He envisioned a string of five-star hotels, jazz festivals, a water park, and an international airport. Infected by his enthusiasm, Georgian singer Pikria Mamporia composed a music video called: “I Love Anaklia.”

A few kilometers down the coast, work started on Lazika, an ambitious new deepwater port and a city designed to be home to a half-million people.
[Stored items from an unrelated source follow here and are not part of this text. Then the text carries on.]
impl TunnelMux {
    pub fn new(request_timeout: Duration) -> Self {
        Self {
            agents: DashMap::new(),
            visitors: DashMap::new(),
            pending: DashMap::new(),
            conn_seq: AtomicU64::new(0),
            request_timeout,
        }
    }

    // ---- index tables ----

    /// Insert an accepted agent socket. An existing socket for the
    /// same subdomain is closed with 1000 and evicted before the new
    /// one is registered. Returns the connection id the caller must
    /// hand back to [`TunnelMux::cleanup_agent`].
    pub fn register_agent(&self, subdomain: &str, outbox: Outbox) -> u64 {
        if let Some((_, old)) = self.agents.remove(subdomain) {
            info!(subdomain, "replacing existing agent socket");
            let _ = old
                .outbox
                .send(close_message(CLOSE_REPLACED_CODE, CLOSE_REPLACED_REASON));
        }
        let conn_id = self.conn_seq.fetch_add(1, Ordering::Relaxed);
        self.agents.insert(
            subdomain.to_string(),
            AgentHandle {
                outbox,
                attachment: Attachment {
                    subdomain: subdomain.to_string(),
                    visitor_session_id: None,
                },
                conn_id,
            },
        );
        conn_id
    }

    /// Tear down the tunnel state after an agent socket closed or
    /// errored: evict the socket, reject every pending request for the
    /// subdomain, and close every visitor session riding the tunnel.
    /// A socket that was already replaced cleans up nothing.
    pub fn cleanup_agent(&self, subdomain: &str, conn_id: u64) {
        let removed = self
            .agents
            .remove_if(subdomain, |_, handle| handle.conn_id == conn_id)
            .is_some();
        if !removed {
            return;
        }
        info!(subdomain, "agent disconnected");

        let stale: Vec<String> = self
            .pending
            .iter()
            .filter(|entry| entry.value().subdomain == subdomain)
            .map(|entry| entry.key().clone())
            .collect();
        for id in stale {
            // Dropping the resolver rejects the waiting visitor handler.
            self.pending.remove(&id);
        }

        let sessions: Vec<String> = self
            .visitors
            .iter()
            .filter(|entry| entry.value().attachment.subdomain == subdomain)
            .map(|entry| entry.key().clone())
            .collect();
        for session_id in sessions {
            if let Some((_, visitor)) = self.visitors.remove(&session_id) {
                let _ = visitor.outbox.send(close_message(
                    CLOSE_TUNNEL_DOWN_CODE,
                    CLOSE_TUNNEL_DOWN_REASON,
                ));
            }
        }
    }

    /// Insert an accepted visitor socket under its session id.
    pub fn register_visitor(&self, session_id: &str, subdomain: &str, outbox: Outbox) {
        self.visitors.insert(
            session_id.to_string(),
            VisitorHandle {
                outbox,
                attachment: Attachment {
                    subdomain: subdomain.to_string(),
                    visitor_session_id: Some(session_id.to_string()),
                },
            },
        );
    }

    pub fn agent_connected(&self, subdomain: &str) -> bool {
        self.agents.contains_key(subdomain)
    }

    pub fn visitor_connected(&self, session_id: &str) -> bool {
        self.visitors.contains_key(session_id)
    }

    pub fn pending_count(&self, subdomain: &str) -> usize {
        self.pending
            .iter()
            .filter(|entry| entry.value().subdomain == subdomain)
            .count()
    }

    // ---- hibernation emulation ----

    /// Serialized attachment plus write half for every accepted
    /// socket, the way a hibernation runtime would enumerate them.
    pub fn snapshot_attachments(&self) -> Vec<(String, Outbox)> {
        let mut entries = Vec::new();
        for agent in self.agents.iter() {
            let raw = serde_json::to_string(&agent.value().attachment)
                .expect("attachment serialization cannot fail");
            entries.push((raw, agent.value().outbox.clone()));
        }
        for visitor in self.visitors.iter() {
            let raw = serde_json::to_string(&visitor.value().attachment)
                .expect("attachment serialization cannot fail");
            entries.push((raw, visitor.value().outbox.clone()));
        }
        entries
    }

    /// Rebuild both index tables from serialized attachments on cold
    /// start. The pending table is deliberately not restored: any
    /// in-flight caller timed out while the region slept, and replies
    /// that arrive for unknown ids are dropped.
    pub fn restore(
        request_timeout: Duration,
        entries: impl IntoIterator<Item = (String, Outbox)>,
    ) -> Self {
        let mux = Self::new(request_timeout);
        for (raw, outbox) in entries {
            match serde_json::from_str::<Attachment>(&raw) {
                Ok(attachment) => match attachment.visitor_session_id.clone() {
                    Some(session_id) => {
                        mux.visitors
                            .insert(session_id, VisitorHandle { outbox, attachment });
                    }
                    None => {
                        let conn_id = mux.conn_seq.fetch_add(1, Ordering::Relaxed);
                        mux.agents.insert(
                            attachment.subdomain.clone(),
                            AgentHandle {
                                outbox,
                                attachment,
                                conn_id,
                            },
                        );
                    }
                },
                Err(err) => warn!(%err, "discarding socket with unreadable attachment"),
            }
        }
        mux
    }

    // ---- visitor HTTP path ----

    /// Forward one visitor HTTP request over the tunnel and wait for
    /// the correlated response. Exactly one of response, timeout,
    /// tunnel-close, or send-failure settles each request; the pending
    /// entry is removed by whichever fires first.
    pub async fn proxy_http(
        &self,
        subdomain: &str,
        request: HttpRequest,
    ) -> Result<HttpResponse, ProxyError> {
        let agent_outbox = self
            .agents
            .get(subdomain)
            .map(|handle| handle.outbox.clone())
            .ok_or(ProxyError::TunnelNotConnected)?;

        let request_id = request.id.clone();
        let (resolve, resolved) = oneshot::channel();
        self.pending.insert(
            request_id.clone(),
            PendingRequest {
                subdomain: subdomain.to_string(),
                resolve,
            },
        );

        let text = Envelope::HttpRequest(request).to_text();
        if agent_outbox.send(Message::Text(text)).is_err() {
            self.pending.remove(&request_id);
            return Err(ProxyError::SendFailed);
        }

        match tokio::time::timeout(self.request_timeout, resolved).await {
            Ok(Ok(response)) => Ok(response),
            // Resolver dropped: the tunnel died with the request in flight.
            Ok(Err(_)) => Err(ProxyError::TunnelClosed),
            Err(_) => {
                self.pending.remove(&request_id);
                Err(ProxyError::Timeout)
            }
        }
    }

    // ---- agent socket ----

    /// Serve one accepted agent socket until it closes, then tear the
    /// tunnel down.
    pub async fn serve_agent(self: Arc<Self>, socket: WebSocket, subdomain: String) {
        let (mut sink, mut stream) = socket.split();
        let (outbox, mut outbox_rx) = mpsc::unbounded_channel::<Message>();
        let conn_id = self.register_agent(&subdomain, outbox.clone());
        info!(%subdomain, "agent connected");

        let writer = tokio::spawn(async move {
            while let Some(message) = outbox_rx.recv().await {
                let closing = matches!(message, Message::Close(_));
                if sink.send(message).await.is_err() || closing {
                    break;
                }
            }
        });

        while let Some(result) = stream.next().await {
            let message = match result {
                Ok(message) => message,
                Err(err) => {
                    debug!(%subdomain, %err, "agent socket error");
                    break;
                }
            };
            match message {
                Message::Text(text) => {
                    // Keepalive stays below the envelope layer.
                    if text == PING {
                        let _ = outbox.send(Message::Text(PONG.to_string()));
                        continue;
                    }
                    if text == PONG {
                        continue;
                    }
                    match serde_json::from_str::<Envelope>(&text) {
                        Ok(envelope) => self.handle_agent_envelope(envelope),
                        Err(err) => {
                            warn!(%subdomain, %err, "dropping malformed agent message");
                        }
                    }
                }
                Message::Close(_) => break,
                _ => {}
            }
        }

        self.cleanup_agent(&subdomain, conn_id);
        drop(outbox);
        let _ = writer.await;
    }

    /// Route one parsed envelope off the agent socket. Replies for
    /// unknown request ids and frames for unknown sessions are dropped.
    pub fn handle_agent_envelope(&self, envelope: Envelope) {
        match envelope {
            Envelope::HttpResponse(response) => {
                match self.pending.remove(&response.id) {
                    Some((_, pending)) => {
                        let _ = pending.resolve.send(response);
                    }
                    None => debug!(id = %response.id, "dropping reply for unknown request"),
                }
            }
            Envelope::WsFrame(frame) => {
                let Some(visitor) = self.visitors.get(&frame.id) else {
                    debug!(id = %frame.id, "dropping frame for unknown visitor session");
                    return;
                };
                let message = if frame.is_text {
                    Message::Text(frame.payload)
                } else {
                    match encoding::decode(&frame.payload) {
                        Ok(bytes) => Message::Binary(bytes),
                        Err(err) => {
                            warn!(id = %frame.id, %err, "dropping undecodable binary frame");
                            return;
                        }
                    }
                };
                let _ = visitor.outbox.send(message);
            }
            Envelope::WsClose(close) => {
                if let Some((_, visitor)) = self.visitors.remove(&close.id) {
                    let _ = visitor.outbox.send(close_message(
                        close.code.unwrap_or(1000),
                        &close.reason.unwrap_or_default(),
                    ));
                }
            }
            other => debug!(?other, "dropping unexpected agent envelope"),
        }
    }

    fn send_to_agent(&self, subdomain: &str, envelope: Envelope) -> bool {
        match self.agents.get(subdomain) {
            Some(agent) => agent
                .outbox
                .send(Message::Text(envelope.to_text()))
                .is_ok(),
            None => false,
        }
    }

    // ---- visitor WebSocket path ----

    /// Serve one accepted visitor WebSocket: announce the session to
    /// the agent, proxy frames in both directions, propagate closure.
    pub async fn serve_visitor(
        self: Arc<Self>,
        socket: WebSocket,
        subdomain: String,
        path: String,
        headers: Headers,
    ) {
        let session_id = Uuid::new_v4().to_string();

        // ws-open goes first so the agent can dial the local server
        // before the first frame arrives.
        let opened = self.send_to_agent(
            &subdomain,
            Envelope::WsOpen(WsOpen {
                id: session_id.clone(),
                path,
                headers,
            }),
        );
        if !opened {
            let mut socket = socket;
            let _ = socket
                .send(close_message(
                    CLOSE_TUNNEL_DOWN_CODE,
                    CLOSE_TUNNEL_DOWN_REASON,
                ))
                .await;
            return;
        }

        let (mut sink, mut stream) = socket.split();
        let (outbox, mut outbox_rx) = mpsc::unbounded_channel::<Message>();
        self.register_visitor(&session_id, &subdomain, outbox);
        debug!(%subdomain, %session_id, "visitor websocket opened");

        let writer = tokio::spawn(async move {
            while let Some(message) = outbox_rx.recv().await {
                let closing = matches!(message, Message::Close(_));
                if sink.send(message).await.is_err() || closing {
                    break;
                }
            }
        });

        let mut close_code: Option<u16> = None;
        let mut close_reason: Option<String> = None;
        while let Some(result) = stream.next().await {
            let message = match result {
                Ok(message) => message,
                Err(err) => {
                    debug!(%session_id, %err, "visitor socket error");
                    break;
                }
            };
            match message {
                Message::Text(text) => {
                    self.send_to_agent(
                        &subdomain,
                        Envelope::WsFrame(WsFrame {
                            id: session_id.clone(),
                            is_text: true,
                            payload: text,
                        }),
                    );
                }
                Message::Binary(bytes) => {
                    self.send_to_agent(
                        &subdomain,
                        Envelope::WsFrame(WsFrame {
                            id: session_id.clone(),
                            is_text: false,
                            payload: encoding::encode_chunked(&bytes),
                        }),
                    );
                }
                Message::Close(frame) => {
                    if let Some(frame) = frame {
                        close_code = Some(frame.code);
                        close_reason = Some(frame.reason.to_string());
                    }
                    break;
                }
                _ => {}
            }
        }

        // Exactly one close path removes the session: if the agent
        // already closed it, the entry is gone and nothing is notified.
        if self.visitors.remove(&session_id).is_some() {
            self.send_to_agent(
                &subdomain,
                Envelope::WsClose(WsClose {
                    id: session_id.clone(),
                    code: close_code,
                    reason: close_reason.filter(|r| !r.is_empty()),
                }),
            );
            debug!(%subdomain, %session_id, "visitor websocket closed");
        }
        let _ = writer.await;
    }
}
On one of many press tours to Anaklia, the home region of his ancestors, Saakashvili told reporters that he so loved the Black Sea resort that after he dies, he wants his ashes sprinkled there.

But political power is changing hands in Georgia, and now the president’s pet project is sliding into stagnation.

  • At Anaklia resort on the Black Sea, a new, Spanish designed pedestrian bridge connects a closed Chinese restaurant with a closed water park. (V. Undritz for VOA)
  • Construction is slow on what was to be a highway connecting Anaklia on the Black Sea with a planned international airport. (V. Undritz for VOA)
  • On a summer Sunday afternoon, there are more palm trees than people on Anaklia's new beachfront promenade. (V. Undritz for VOA)
  • Shorena Uchaneishivili, manager of the Hotel Anaklia, says the new government continues to invest to clean up water pollution and protect the sandy beaches of Anaklia. (V. Undritz for VOA)
  • Anaklia's Golden Fleece Hotel derives its name from the belief that Jason, the ancient Greek mythological hero, captured the Golden Fleece on what is now the Black Sea coast of Georgia. (V. Undritz for VOA)
  • A sea storm knocked out a decorative bridge at Anaklia's Yacht Club, forcing closure of the Chinese restaurant. (V. Undritz for VOA)
  • Peace, quiet, tranquility and informality are the attractions of Georgia's remote Anaklia resort village. (V. Undritz for VOA)
  • With the Black Sea tinted brown by the flooding Enguri River, a Georgian father give his son swimming lessons in the swimming pool of the Hotel Anaklia. (V. Undritz for VOA)
  • Metal rods rust and rainwater sits in the concrete foundation of a stopped beach view construction project. (V. Undritz for VOA)
  • Georgia's new government stopped funding construction of an egg-shaped hotel in Anaklia, saying a private investor should pay for it.(V. Undritz for VOA)
  • Inaugurated in 2011 with fireworks that could be seen in the nearby secessionist region of Abkhazia, Anaklia's 540-meter pedestrian bridge already looks weather beaten. (V. Undritz for VOA)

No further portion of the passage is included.